Euro-skeptics were quick to pounce on the objectivity or otherwise of what they called “shameless EU sock puppets” Agra Europe, pointing out their financial ties to Brussels, along with the money into the EU machine the UK pumps in each year. They also presumed that the UK would compensate – that’s save – its farmers with the money they save by not paying into EU coffers.
A quick glance at the voting patters over the years of UK MEPs and Ministers might lead one to fear for those dependent on CAP payments at present, save the very top 10% of recipients.

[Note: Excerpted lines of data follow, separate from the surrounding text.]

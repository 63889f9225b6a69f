use super::{ResourceBroker, TokenIssuer};

use crate::config::BrokerConfigProvider;
use crate::error::BrokerResult;
use crate::kind::ResourceKind;
use crate::params::ResourceParameters;
use crate::signer::AccessSigner;
use crate::token::ResourceToken;

use std::sync::Arc;

use serde_json::Value;
use time::OffsetDateTime;

/// Tokens for a queue.
#[derive(Clone, Default)]
pub struct QueueBroker {
    issuer: TokenIssuer,
}

impl QueueBroker {
    #[must_use]
    pub fn new(signer: Arc<dyn AccessSigner>, config: Arc<dyn BrokerConfigProvider>) -> Self {
        Self {
            issuer: TokenIssuer::new(signer, config),
        }
    }
}

impl ResourceBroker for QueueBroker {
    fn kind(&self) -> ResourceKind {
        ResourceKind::Queue
    }

    fn extract_parameters(&self, raw: &Value) -> BrokerResult<ResourceParameters> {
        ResourceParameters::from_default_request(raw, self.allowed_permissions())
    }

    fn create_token_at(
        &self,
        connection_string: &str,
        params: &ResourceParameters,
        now: OffsetDateTime,
    ) -> BrokerResult<ResourceToken> {
        self.issuer.issue(ResourceKind::Queue, connection_string, params, None, now)
    }
}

Often, the fact that the UK benefits from a rebate – compensation for the fact that it has a small agri-food sector – is not fully factored into the debate. According to the EU Commission, the ‘UK rebate’ – in place since 1984
is reimbursed by 66% of the difference between its contribution and what it receives back from the budget (worth about €4bn in 2010). The calculation is based on its Gross National income and Value Added Tax.
The cost of the UK rebate is divided among EU member countries in proportion to the share they contribute to the EU’s GNI. However, since 2002 this has been limited to 25% of its normal value for Germany, the Netherlands, Austria and Sweden, who considered their relative contributions to the budget to be too high. This cost is shared by the other 22 EU members.
Just how clued in UK politicians are to the realities of agri-food is questionable. A 2013 UK government document, published by the coalition, gives a good idea of the UK’s low level of understanding of food policymaking. The document is littered with half-baked notions, such as a failure to recognise fundamental differences between agriculture in the UK and New Zealand or the repetitious demands that Pillar I payments must be phased out.
The following passage demonstrates the ludicrous world view which generates this: “EU farmers are also protected by tariffs, which distort trade, raise food prices in the UK, and harm farmers in the developing world.”